Look below for the line containing "let max_elements = read_i32(bytes, 28)?;"; from there through the line containing "let mut cursor = HEADER_SIZE;", both lines included, please set down each line exactly and nothing else.

Stored items:
::::::

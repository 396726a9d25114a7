//! Versioned binary dump codec (spec component E).
//!
//! The on-disk layout is a 12-`i32` little-endian header followed by one
//! variable-length record per present node, in ascending internal-id order.
//! `load_index` validates every config field against the runtime config
//! before touching any state, so a mismatched dump never partially mutates
//! the index (§7 `ConfigMismatch`/`CorruptDump`).

use super::HnswIndex;
use crate::error::{Error, Result};
use crate::node::{node_size, NodeView, NodeViewMut};

/// `b"VHNS"` read as a little-endian `u32` (kept as a named magic rather
/// than spelled out at each use site).
const MAGIC: i32 = 0x5753_4E48_u32 as i32;

/// The only dump version this codec accepts (§9 Open Question (a): legacy
/// v1/v2 headers are out of scope).
const VERSION: i32 = 3;

/// Number of `i32` fields in the fixed header.
const HEADER_FIELDS: usize = 12;
const HEADER_SIZE: usize = HEADER_FIELDS * 4;

fn push_i32(buf: &mut Vec<u8>, v: i32) {
    buf.extend_from_slice(&v.to_le_bytes());
}

fn read_i32(bytes: &[u8], offset: usize) -> Result<i32> {
    let slice = bytes
        .get(offset..offset + 4)
        .ok_or_else(|| Error::CorruptDump(format!("truncated at byte {offset}")))?;
    Ok(i32::from_le_bytes(slice.try_into().unwrap()))
}

impl HnswIndex {
    /// Upper bound on the number of bytes [`HnswIndex::save_index`] will
    /// write, used by hosts to size an output buffer ahead of time.
    #[must_use]
    pub fn get_index_dump_size(&self) -> usize {
        let config = self.config();
        let mut total = HEADER_SIZE;
        for id in 0..self.capacity as i32 {
            let Some(view) = self.node_view(id) else {
                continue;
            };
            total += Self::node_record_size(&view, &config);
        }
        total
    }

    fn node_record_size(view: &NodeView<'_>, config: &crate::config::HnswConfig) -> usize {
        let level = view.level();
        8 + config.dim + (0..=level).map(|l| 4 + view.cap(l) as usize * 4).sum::<usize>()
    }

    /// Serializes the present nodes of the index to a self-describing byte
    /// buffer. Returns the number of bytes written.
    ///
    /// # Errors
    /// Propagates [`Error::ConfigMismatch`] if called before `init_index`.
    pub fn save_index(&self) -> Result<Vec<u8>> {
        let config = self.config();
        let present: Vec<i32> = (0..self.capacity as i32)
            .filter(|&id| self.node_offset(id).is_some())
            .collect();

        let mut out = Vec::with_capacity(HEADER_SIZE + present.len() * 64);
        push_i32(&mut out, MAGIC);
        push_i32(&mut out, VERSION);
        push_i32(&mut out, config.dim as i32);
        push_i32(&mut out, config.m as i32);
        push_i32(&mut out, config.m_max0 as i32);
        push_i32(&mut out, config.ef_construction as i32);
        push_i32(&mut out, config.max_layers as i32);
        push_i32(&mut out, self.capacity as i32);
        push_i32(&mut out, present.len() as i32);
        push_i32(&mut out, self.entry_point_id);
        push_i32(&mut out, self.max_level);
        push_i32(&mut out, self.search.results_cap as i32);

        for id in present {
            let view = self.node_view(id).expect("filtered to present ids");
            push_i32(&mut out, id);
            push_i32(&mut out, view.level() as i32);
            out.extend(self.vector(id).iter().map(|&b| b as u8));
            for l in 0..=view.level() {
                let slots = view.neighbor_slots(l);
                push_i32(&mut out, view.count(l) as i32);
                for slot in slots {
                    push_i32(&mut out, slot);
                }
            }
        }

        Ok(out)
    }

    /// Loads a dump produced by [`HnswIndex::save_index`], validating the
    /// header and every per-node field before mutating any state.
    ///
    /// Reinitializes the index to the dump's `max_elements` on success. On
    /// any validation failure the index is left untouched; returns `false`
    /// (mirroring the language-neutral `{0,1}` surface from §6).
    ///
    /// # Errors
    /// Returns [`Error::ConfigMismatch`] if any frozen config field in the
    /// dump disagrees with the runtime config, or [`Error::CorruptDump`] for
    /// a bad magic/version or any out-of-range field.
    pub fn load_index(&mut self, bytes: &[u8]) -> Result<bool> {
        if bytes.len() < HEADER_SIZE {
            return Err(Error::CorruptDump("shorter than the fixed header".into()));
        }
        let config = self.config();

        let magic = read_i32(bytes, 0)?;
        if magic != MAGIC {
            return Err(Error::CorruptDump(format!("bad magic 0x{magic:08X}")));
        }
        let version = read_i32(bytes, 4)?;
        if version != VERSION {
            return Err(Error::CorruptDump(format!("unsupported version {version}")));
        }

        let dim = read_i32(bytes, 8)?;
        let m = read_i32(bytes, 12)?;
        let m_max0 = read_i32(bytes, 16)?;
        let ef_construction = read_i32(bytes, 20)?;
        let max_layers = read_i32(bytes, 24)?;
        let max_elements = read_i32(bytes, 28)?;
        let present_count = read_i32(bytes, 32)?;
        let entry_point_id = read_i32(bytes, 36)?;
        let max_level = read_i32(bytes, 40)?;
        let results_cap = read_i32(bytes, 44)?;

        check_field("dim", dim as usize, config.dim)?;
        check_field("m", m as u32, config.m)?;
        check_field("m_max0", m_max0 as u32, config.m_max0)?;
        check_field("ef_construction", ef_construction as u32, config.ef_construction)?;
        check_field("max_layers", max_layers as u32, config.max_layers)?;

        if max_elements < 0 {
            return Err(Error::CorruptDump("negative max_elements".into()));
        }
        if present_count < 0 || present_count as u32 > max_elements as u32 {
            return Err(Error::CorruptDump("present_count exceeds max_elements".into()));
        }
        if entry_point_id != -1 && (entry_point_id < 0 || entry_point_id as u32 >= max_elements as u32)
        {
            return Err(Error::CorruptDump("entry_point_id out of range".into()));
        }
        if max_level < -1 || (max_level >= 0 && max_level as u32 >= config.max_layers) {
            return Err(Error::CorruptDump("max_level out of range".into()));
        }

        // Parse the body into a scratch list before mutating `self` so a
        // mid-body failure never leaves partial state (§7 CorruptDump).
        struct Parsed {
            id: i32,
            level: u32,
            vector: Vec<i8>,
            layers: Vec<(u32, Vec<i32>)>,
        }

        let mut cursor = HEADER_SIZE;
        let mut nodes = Vec::with_capacity(present_count as usize);
        for _ in 0..present_count {
            let id = read_i32(bytes, cursor)?;
            let level = read_i32(bytes, cursor + 4)?;
            if id < 0 || id as u32 >= max_elements as u32 {
                return Err(Error::CorruptDump("node id out of range".into()));
            }
            if level < 0 || level as u32 >= config.max_layers {
                return Err(Error::CorruptDump("node level out of range".into()));
            }
            cursor += 8;

            let vec_bytes = bytes
                .get(cursor..cursor + config.dim)
                .ok_or_else(|| Error::CorruptDump("truncated vector".into()))?;
            let vector: Vec<i8> = vec_bytes.iter().map(|&b| b as i8).collect();
            cursor += config.dim;

            let mut layers = Vec::with_capacity(level as usize + 1);
            for l in 0..=level as u32 {
                let count = read_i32(bytes, cursor)?;
                cursor += 4;
                let cap = config.layer_cap(l);
                if count < 0 || count as u32 > cap {
                    return Err(Error::CorruptDump("neighbor count exceeds capacity".into()));
                }
                let mut slots = Vec::with_capacity(cap as usize);
                for _ in 0..cap {
                    slots.push(read_i32(bytes, cursor)?);
                    cursor += 4;
                }
                layers.push((count as u32, slots));
            }

            nodes.push(Parsed {
                id,
                level: level as u32,
                vector,
                layers,
            });
        }

        self.init_index(max_elements as u32)?;
        self.entry_point_id = entry_point_id;
        self.max_level = max_level;
        self.search.results_cap = results_cap.max(0) as u32;
        self.results.resize(self.search.results_cap as usize * 8, 0);

        for parsed in &nodes {
            let size = node_size(parsed.level, config.m, config.m_max0);
            let offset = self.arena.alloc(size, None)?;
            {
                let mut view =
                    NodeViewMut::new(&mut self.arena, offset, parsed.level, config.m, config.m_max0);
                view.init(parsed.id, parsed.level);
                for (l, (count, slots)) in parsed.layers.iter().enumerate() {
                    let l = l as u32;
                    let mut written = 0u32;
                    for &slot in slots.iter().take(*count as usize) {
                        let sanitized = if slot >= 0 && (slot as u32) < max_elements as u32 {
                            slot
                        } else {
                            -1
                        };
                        if sanitized != slot {
                            self.counters.record_neighbor_sanitized();
                        }
                        view.set_neighbor(l, written, sanitized);
                        written += 1;
                    }
                    view.set_count(l, *count);
                }
            }
            self.offsets[parsed.id as usize] = offset;
            self.write_vector(parsed.id, &parsed.vector);
            self.element_count += 1;
        }

        if self.entry_point_id >= 0 && self.node_offset(self.entry_point_id).is_none() {
            self.init_index(max_elements as u32)?;
            return Ok(false);
        }

        Ok(true)
    }
}

fn check_field<T: PartialEq + std::fmt::Display>(name: &'static str, dump: T, runtime: T) -> Result<()> {
    if dump != runtime {
        return Err(Error::ConfigMismatch {
            field: name,
            expected: runtime.to_string(),
            actual: dump.to_string(),
        });
    }
    Ok(())
}

#[cfg(test)]
mod tests {
    use super::*;
    use crate::engine::HnswIndex;

    fn build_index(dim: usize, m: u32, ef: u32, capacity: u32) -> HnswIndex {
        let mut idx = HnswIndex::new();
        idx.update_config(dim, m, ef).unwrap();
        idx.init_index(capacity).unwrap();
        idx
    }

    #[test]
    fn round_trip_preserves_search_results() {
        let mut idx = build_index(4, 8, 64, 16);
        idx.seed_rng(7);
        for i in 0..10u32 {
            let v = vec![(i as i8).wrapping_mul(3), 1, 2, 3];
            idx.insert(i, &v).unwrap();
        }
        let q = vec![5i8, 1, 2, 3];
        idx.search(&q, 3);
        let before = idx.results().to_vec();

        let dump = idx.save_index().unwrap();
        let mut reloaded = build_index(4, 8, 64, 16);
        assert!(reloaded.load_index(&dump).unwrap());

        let dump2 = reloaded.save_index().unwrap();
        assert_eq!(dump, dump2);

        reloaded.search(&q, 3);
        assert_eq!(before, reloaded.results());
    }

    #[test]
    fn round_trip_of_empty_index_preserves_sentinels() {
        let idx = build_index(4, 8, 64, 16);
        let dump = idx.save_index().unwrap();

        let mut reloaded = build_index(4, 8, 64, 16);
        assert!(reloaded.load_index(&dump).unwrap());
        assert_eq!(reloaded.get_max_elements(), 16);
        assert!(!reloaded.has_node(0));

        let dump2 = reloaded.save_index().unwrap();
        assert_eq!(dump, dump2);
    }

    #[test]
    fn config_mismatch_on_dim_is_rejected() {
        let mut idx = build_index(4, 8, 64, 4);
        idx.insert(0, &[1, 2, 3, 4]).unwrap();
        let dump = idx.save_index().unwrap();

        let mut reloaded = build_index(8, 8, 64, 4);
        let err = reloaded.load_index(&dump).unwrap_err();
        assert!(matches!(err, Error::ConfigMismatch { field: "dim", .. }));
        assert_eq!(reloaded.get_max_elements(), 4);
        assert!(!reloaded.has_node(0));
    }

    #[test]
    fn corrupt_magic_is_rejected() {
        let mut idx = build_index(4, 8, 64, 4);
        idx.insert(0, &[1, 2, 3, 4]).unwrap();
        let mut dump = idx.save_index().unwrap();
        dump[0] = !dump[0];

        let mut reloaded = build_index(4, 8, 64, 4);
        assert!(matches!(
            reloaded.load_index(&dump),
            Err(Error::CorruptDump(_))
        ));
    }
}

::::::

# [Written answer]
        let max_elements = read_i32(bytes, 28)?;
        let present_count = read_i32(bytes, 32)?;
        let entry_point_id = read_i32(bytes, 36)?;
        let max_level = read_i32(bytes, 40)?;
        let results_cap = read_i32(bytes, 44)?;

        check_field("dim", dim as usize, config.dim)?;
        check_field("m", m as u32, config.m)?;
        check_field("m_max0", m_max0 as u32, config.m_max0)?;
        check_field("ef_construction", ef_construction as u32, config.ef_construction)?;
        check_field("max_layers", max_layers as u32, config.max_layers)?;

        if max_elements < 0 {
            return Err(Error::CorruptDump("negative max_elements".into()));
        }
        if present_count < 0 || present_count as u32 > max_elements as u32 {
            return Err(Error::CorruptDump("present_count exceeds max_elements".into()));
        }
        if entry_point_id != -1 && (entry_point_id < 0 || entry_point_id as u32 >= max_elements as u32)
        {
            return Err(Error::CorruptDump("entry_point_id out of range".into()));
        }
        if max_level < -1 || (max_level >= 0 && max_level as u32 >= config.max_layers) {
            return Err(Error::CorruptDump("max_level out of range".into()));
        }

        // Parse the body into a scratch list before mutating `self` so a
        // mid-body failure never leaves partial state (§7 CorruptDump).
        struct Parsed {
            id: i32,
            level: u32,
            vector: Vec<i8>,
            layers: Vec<(u32, Vec<i32>)>,
        }

        let mut cursor = HEADER_SIZE;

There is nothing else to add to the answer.